◆ **Provided data**:
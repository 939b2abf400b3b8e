use std::convert::Infallible;

use axum::extract::FromRequestParts;
use axum::http::request::Parts;

use crate::api::Session;
use crate::auth::cookies::get_cookie_value;
use crate::auth::AuthContext;
use crate::error::AppError;
use crate::flash::Flash;
use crate::state::AppState;

/// Auth state of the requesting browser. Never rejects; an unknown or missing cookie yields an
/// anonymous context.
pub struct Viewer(pub AuthContext);

impl Viewer {
    pub fn user(&self) -> Option<&Session> {
        self.0.user()
    }
}

impl FromRequestParts<AppState> for Viewer {
    type Rejection = Infallible;

    async fn from_request_parts(
        parts: &mut Parts,
        state: &AppState,
    ) -> Result<Self, Self::Rejection> {
        let ctx = match get_cookie_value(&parts.headers, &state.config.auth.cookie_name) {
            Some(token) if !token.is_empty() => state.sessions.open(token),
            _ => AuthContext::anonymous(),
        };
        Ok(Viewer(ctx))
    }
}

/// Extractor that requires a signed-in browser.
/// Returns 401 if no session is stored for the context.
#[derive(Debug, Clone)]
pub struct CurrentUser(pub Session);

impl FromRequestParts<AppState> for CurrentUser {
    type Rejection = AppError;

    async fn from_request_parts(
        parts: &mut Parts,
        state: &AppState,
    ) -> Result<Self, Self::Rejection> {
        let Viewer(ctx) = match Viewer::from_request_parts(parts, state).await {
            Ok(viewer) => viewer,
            Err(never) => match never {},
        };
        ctx.user()
            .cloned()
            .map(CurrentUser)
            .ok_or(AppError::Unauthorized)
    }
}

/// Notification left by the previous request, if any.
pub struct IncomingFlash(pub Option<Flash>);

impl<S: Send + Sync> FromRequestParts<S> for IncomingFlash {
    type Rejection = Infallible;

    async fn from_request_parts(parts: &mut Parts, _state: &S) -> Result<Self, Self::Rejection> {
        Ok(IncomingFlash(Flash::from_headers(&parts.headers)))
    }
}

/// Whether the request came from htmx and expects a fragment back.
pub struct HxRequest(pub bool);

impl<S: Send + Sync> FromRequestParts<S> for HxRequest {
    type Rejection = Infallible;

    async fn from_request_parts(parts: &mut Parts, _state: &S) -> Result<Self, Self::Rejection> {
        Ok(HxRequest(parts.headers.contains_key("hx-request")))
    }
}
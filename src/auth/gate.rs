use crate::auth::session::AuthContext;

/// Prompt shown in place of an auth-gated navigation.
#[derive(Debug, Clone, PartialEq, Eq)]
pub struct SignInPrompt {
    pub title: &'static str,
    pub description: &'static str,
    pub signup_href: &'static str,
    pub signin_href: &'static str,
}

impl Default for SignInPrompt {
    fn default() -> Self {
        Self {
            title: "Create an account first",
            description:
                "You need to sign in or create an account before you can write a story.",
            signup_href: "/signup",
            signin_href: "/signin",
        }
    }
}

#[derive(Debug, Clone, PartialEq, Eq)]
pub enum GateOutcome {
    Navigate(&'static str),
    Prompt(SignInPrompt),
}

/// Branch an auth-gated action on whether the context is signed in.
pub fn gate(ctx: &AuthContext, target: &'static str) -> GateOutcome {
    if ctx.is_authenticated() {
        GateOutcome::Navigate(target)
    } else {
        GateOutcome::Prompt(SignInPrompt::default())
    }
}
use askama::Template;
use axum::extract::{Path, Query, State};
use axum::http::StatusCode;
use axum::response::{IntoResponse, Redirect, Response};
use axum::routing::{get, post};
use axum::{Form, Router};
use chrono::{DateTime, Utc};
use serde::Deserialize;

use crate::api::{Comment, InkwellApi, Post, PostKey};
use crate::blog::engagement::{self, can_manage};
use crate::blog::format::{format_date, format_number};
use crate::blog::LikeState;
use crate::error::{AppError, AppResult};
use crate::extractors::{CurrentUser, HxRequest, IncomingFlash, Viewer};
use crate::flash::{redirect_with, Flash};
use crate::routes::home::{cover_image, page, post_href, Html, Layout};
use crate::state::AppState;

pub fn router() -> Router<AppState> {
    Router::new()
        .route("/blogs/{key}", get(detail))
        .route("/blogs/{key}/like", post(like))
        .route("/blogs/{key}/comments", post(comment))
        .route("/blogs/{key}/delete", get(confirm_delete).post(delete))
}

// -- View models --

struct PostView {
    title: String,
    body: String,
    image: String,
    tags: Vec<String>,
    category: String,
    author: String,
    date: String,
    views: String,
}

impl PostView {
    fn new(post: &Post, now: &DateTime<Utc>) -> Self {
        let author = post
            .author_name
            .clone()
            .or_else(|| post.author_username.clone())
            .unwrap_or_else(|| post.author_id.clone());
        Self {
            title: post.title.clone(),
            body: post.blog_content.clone(),
            image: cover_image(post),
            tags: post.tags.clone(),
            category: post.category.clone(),
            author,
            date: format_date(&post.created_at, now),
            views: format_number(post.views),
        }
    }
}

/// Hidden form fields that name the post on like and comment submissions.
struct PostRef {
    href: String,
    blog_id: String,
    title: String,
}

impl PostRef {
    fn new(key: &PostKey) -> Self {
        Self {
            href: post_href(key),
            blog_id: key.id.clone().unwrap_or_default(),
            title: key.title.clone(),
        }
    }
}

struct LikeBar {
    target: PostRef,
    liked: bool,
    likes: u64,
    likes_label: String,
    signed_in: bool,
}

impl LikeBar {
    fn new(key: &PostKey, state: LikeState, signed_in: bool) -> Self {
        Self {
            target: PostRef::new(key),
            liked: state.liked,
            likes: state.likes,
            likes_label: format_number(state.likes),
            signed_in,
        }
    }
}

struct CommentView {
    author: String,
    body: String,
    date: String,
}

impl CommentView {
    fn new(comment: &Comment, now: &DateTime<Utc>) -> Self {
        Self {
            author: comment.author_id.clone(),
            body: comment.content.clone(),
            date: format_date(&comment.created_at, now),
        }
    }
}

// -- Templates --

#[derive(Template)]
#[template(path = "pages/blog.html")]
struct BlogTemplate {
    layout: Layout,
    post: PostView,
    target: PostRef,
    bar: LikeBar,
    comments: Vec<CommentView>,
    can_manage: bool,
    signed_in: bool,
}

#[derive(Template)]
#[template(path = "pages/not_found.html")]
struct NotFoundTemplate {
    layout: Layout,
}

#[derive(Template)]
#[template(path = "pages/confirm_delete.html")]
struct ConfirmDeleteTemplate {
    layout: Layout,
    title: String,
    href: String,
}

#[derive(Template)]
#[template(path = "components/like_bar.html")]
struct LikeBarTemplate {
    bar: LikeBar,
}

/// A new comment plus out-of-band updates for the heading count and the form's count field.
#[derive(Template)]
#[template(path = "components/comment_added.html")]
struct CommentAddedTemplate {
    comment: CommentView,
    count: u64,
}

#[derive(Template)]
#[template(path = "components/flash.html")]
struct FlashTemplate {
    flash: Flash,
}

// -- Request types --

#[derive(Deserialize)]
struct LikeForm {
    #[serde(default)]
    blog_id: String,
    title: String,
    liked: bool,
    likes: u64,
}

#[derive(Deserialize)]
struct CommentForm {
    #[serde(default)]
    blog_id: String,
    title: String,
    #[serde(default)]
    content: String,
    /// Comments shown before this one.
    #[serde(default)]
    count: u64,
}

#[derive(Deserialize)]
struct DetailQuery {
    from: Option<String>,
}

impl DetailQuery {
    /// Set when the page is reached by redirect after an action on it.
    fn after_action(&self) -> bool {
        self.from.as_deref() == Some(AFTER_ACTION)
    }
}

const AFTER_ACTION: &str = "action";

/// Where plain form actions on a post land. The marker keeps the revisit out of the view count.
fn back_to_post(key: &PostKey) -> String {
    format!("{}?from={}", post_href(key), AFTER_ACTION)
}

fn form_key(blog_id: &str, title: &str) -> PostKey {
    PostKey {
        id: Some(blog_id.trim().to_string()).filter(|id| !id.is_empty()),
        title: title.to_string(),
    }
}

/// Resolve a URL key against the collection: server id first, then exact title.
async fn find_post(api: &dyn InkwellApi, key: &str) -> AppResult<Post> {
    let mut posts = api.list_blogs().await?;
    let index = posts
        .iter()
        .position(|p| p.id.as_deref() == Some(key))
        .or_else(|| posts.iter().position(|p| p.title == key));
    match index {
        Some(i) => Ok(posts.swap_remove(i)),
        None => Err(AppError::NotFound),
    }
}

/// Report a failed action. htmx requests get the notice swapped into the flash slot in place;
/// plain form posts are sent back to `back_to`.
fn failure(hx: bool, back_to: &str, flash: Flash) -> Response {
    if hx {
        (
            [("HX-Retarget", "#flash"), ("HX-Reswap", "innerHTML")],
            Html(FlashTemplate { flash }),
        )
            .into_response()
    } else {
        redirect_with(back_to, flash)
    }
}

fn sign_in_required(hx: bool, message: &str) -> Response {
    if hx {
        ([("HX-Redirect", "/signin")], StatusCode::NO_CONTENT).into_response()
    } else {
        redirect_with("/signin", Flash::error(message))
    }
}

// -- Handlers --

/// GET /blogs/{key}: full post with likes and comments
async fn detail(
    State(state): State<AppState>,
    viewer: Viewer,
    IncomingFlash(flash): IncomingFlash,
    Path(key): Path<String>,
    Query(query): Query<DetailQuery>,
) -> AppResult<Response> {
    let had_flash = flash.is_some();
    let post = match find_post(state.api.as_ref(), &key).await {
        Ok(post) => post,
        Err(AppError::NotFound) => {
            return Ok(page(
                StatusCode::NOT_FOUND,
                had_flash,
                NotFoundTemplate {
                    layout: Layout::new(&viewer, flash),
                },
            ));
        }
        Err(e) => return Err(e),
    };
    let post_key = post.key();

    // Fire and forget; the page does not wait on the view counter.
    if !query.after_action() {
        let api = state.api.clone();
        let views_key = post_key.clone();
        tokio::spawn(async move {
            if let Err(e) = api.increment_views(&views_key).await {
                tracing::warn!(post = %views_key.title, "Failed to increment views: {}", e);
            }
        });
    }

    let comments = engagement::load_comments(state.api.as_ref(), &post_key).await;
    let now = Utc::now();
    let user = viewer.user();
    let template = BlogTemplate {
        post: PostView::new(&post, &now),
        target: PostRef::new(&post_key),
        bar: LikeBar::new(
            &post_key,
            LikeState::for_viewer(&post, user),
            user.is_some(),
        ),
        comments: comments.iter().map(|c| CommentView::new(c, &now)).collect(),
        can_manage: can_manage(&post, user),
        signed_in: user.is_some(),
        layout: Layout::new(&viewer, flash),
    };
    Ok(page(StatusCode::OK, had_flash, template))
}

/// POST /blogs/{key}/like: toggle the viewer's like
async fn like(
    State(state): State<AppState>,
    viewer: Viewer,
    HxRequest(hx): HxRequest,
    Form(form): Form<LikeForm>,
) -> Response {
    let key = form_key(&form.blog_id, &form.title);
    let href = back_to_post(&key);
    let Some(user) = viewer.user() else {
        return sign_in_required(hx, "Please sign in to like posts.");
    };

    let current = LikeState {
        liked: form.liked,
        likes: form.likes,
    };
    match engagement::toggle_like(state.api.as_ref(), &key, user, current).await {
        Ok(next) if hx => Html(LikeBarTemplate {
            bar: LikeBar::new(&key, next, true),
        })
        .into_response(),
        Ok(_) => Redirect::to(&href).into_response(),
        Err(e) => {
            tracing::warn!(post = %key.title, "Failed to toggle like: {}", e);
            failure(hx, &href, Flash::error(e.user_message("Failed to update like.")))
        }
    }
}

/// POST /blogs/{key}/comments: add a comment as the viewer
async fn comment(
    State(state): State<AppState>,
    viewer: Viewer,
    HxRequest(hx): HxRequest,
    Form(form): Form<CommentForm>,
) -> Response {
    let key = form_key(&form.blog_id, &form.title);
    let href = back_to_post(&key);
    let Some(user) = viewer.user() else {
        return sign_in_required(hx, "Please sign in to comment.");
    };
    if form.content.trim().is_empty() {
        return failure(hx, &href, Flash::error("Comment cannot be empty."));
    }

    match engagement::add_comment(state.api.as_ref(), &key, user, &form.content).await {
        Ok(added) if hx => Html(CommentAddedTemplate {
            comment: CommentView::new(&added, &Utc::now()),
            count: form.count.saturating_add(1),
        })
        .into_response(),
        Ok(_) => redirect_with(&href, Flash::success("Comment added.")),
        Err(e) => {
            tracing::warn!(post = %key.title, "Failed to add comment: {}", e);
            failure(hx, &href, Flash::error(e.user_message("Failed to add comment.")))
        }
    }
}

/// GET /blogs/{key}/delete: ask before deleting
async fn confirm_delete(
    State(state): State<AppState>,
    viewer: Viewer,
    IncomingFlash(flash): IncomingFlash,
    Path(key): Path<String>,
) -> AppResult<Response> {
    let post = find_post(state.api.as_ref(), &key).await?;
    if !can_manage(&post, viewer.user()) {
        return Err(AppError::Unauthorized);
    }
    let had_flash = flash.is_some();
    Ok(page(
        StatusCode::OK,
        had_flash,
        ConfirmDeleteTemplate {
            layout: Layout::new(&viewer, flash),
            href: post_href(&post.key()),
            title: post.title,
        },
    ))
}

/// POST /blogs/{key}/delete: delete the viewer's own post
async fn delete(
    State(state): State<AppState>,
    CurrentUser(user): CurrentUser,
    Path(key): Path<String>,
) -> AppResult<Response> {
    let post = find_post(state.api.as_ref(), &key).await?;
    if !can_manage(&post, Some(&user)) {
        return Err(AppError::Unauthorized);
    }

    let post_key = post.key();
    match state.api.delete_blog(&post_key, &user.id).await {
        Ok(()) => {
            tracing::info!(post = %post_key.title, author = %user.username, "blog deleted");
            Ok(redirect_with("/", Flash::success("Blog deleted successfully.")))
        }
        Err(e) => {
            tracing::warn!(post = %post_key.title, "Failed to delete blog: {}", e);
            Ok(redirect_with(
                &back_to_post(&post_key),
                Flash::error(e.user_message("Failed to delete blog.")),
            ))
        }
    }
}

◆ **Work task**:
Copy out the listing above, line by line and exactly, from its first line to the line holding "let ctx = match", inclusive.

◆ **Solution to the problem**:
repository 939b2abf400b3b8e
use std::convert::Infallible;

use axum::extract::FromRequestParts;
use axum::http::request::Parts;

use crate::api::Session;
use crate::auth::cookies::get_cookie_value;
use crate::auth::AuthContext;
use crate::error::AppError;
use crate::flash::Flash;
use crate::state::AppState;

/// Auth state of the requesting browser. Never rejects; an unknown or missing cookie yields an
/// anonymous context.
pub struct Viewer(pub AuthContext);

impl Viewer {
    pub fn user(&self) -> Option<&Session> {
        self.0.user()
    }
}

impl FromRequestParts<AppState> for Viewer {
    type Rejection = Infallible;

    async fn from_request_parts(
        parts: &mut Parts,
        state: &AppState,
    ) -> Result<Self, Self::Rejection> {
        let ctx = match get_cookie_value(&parts.headers, &state.config.auth.cookie_name) {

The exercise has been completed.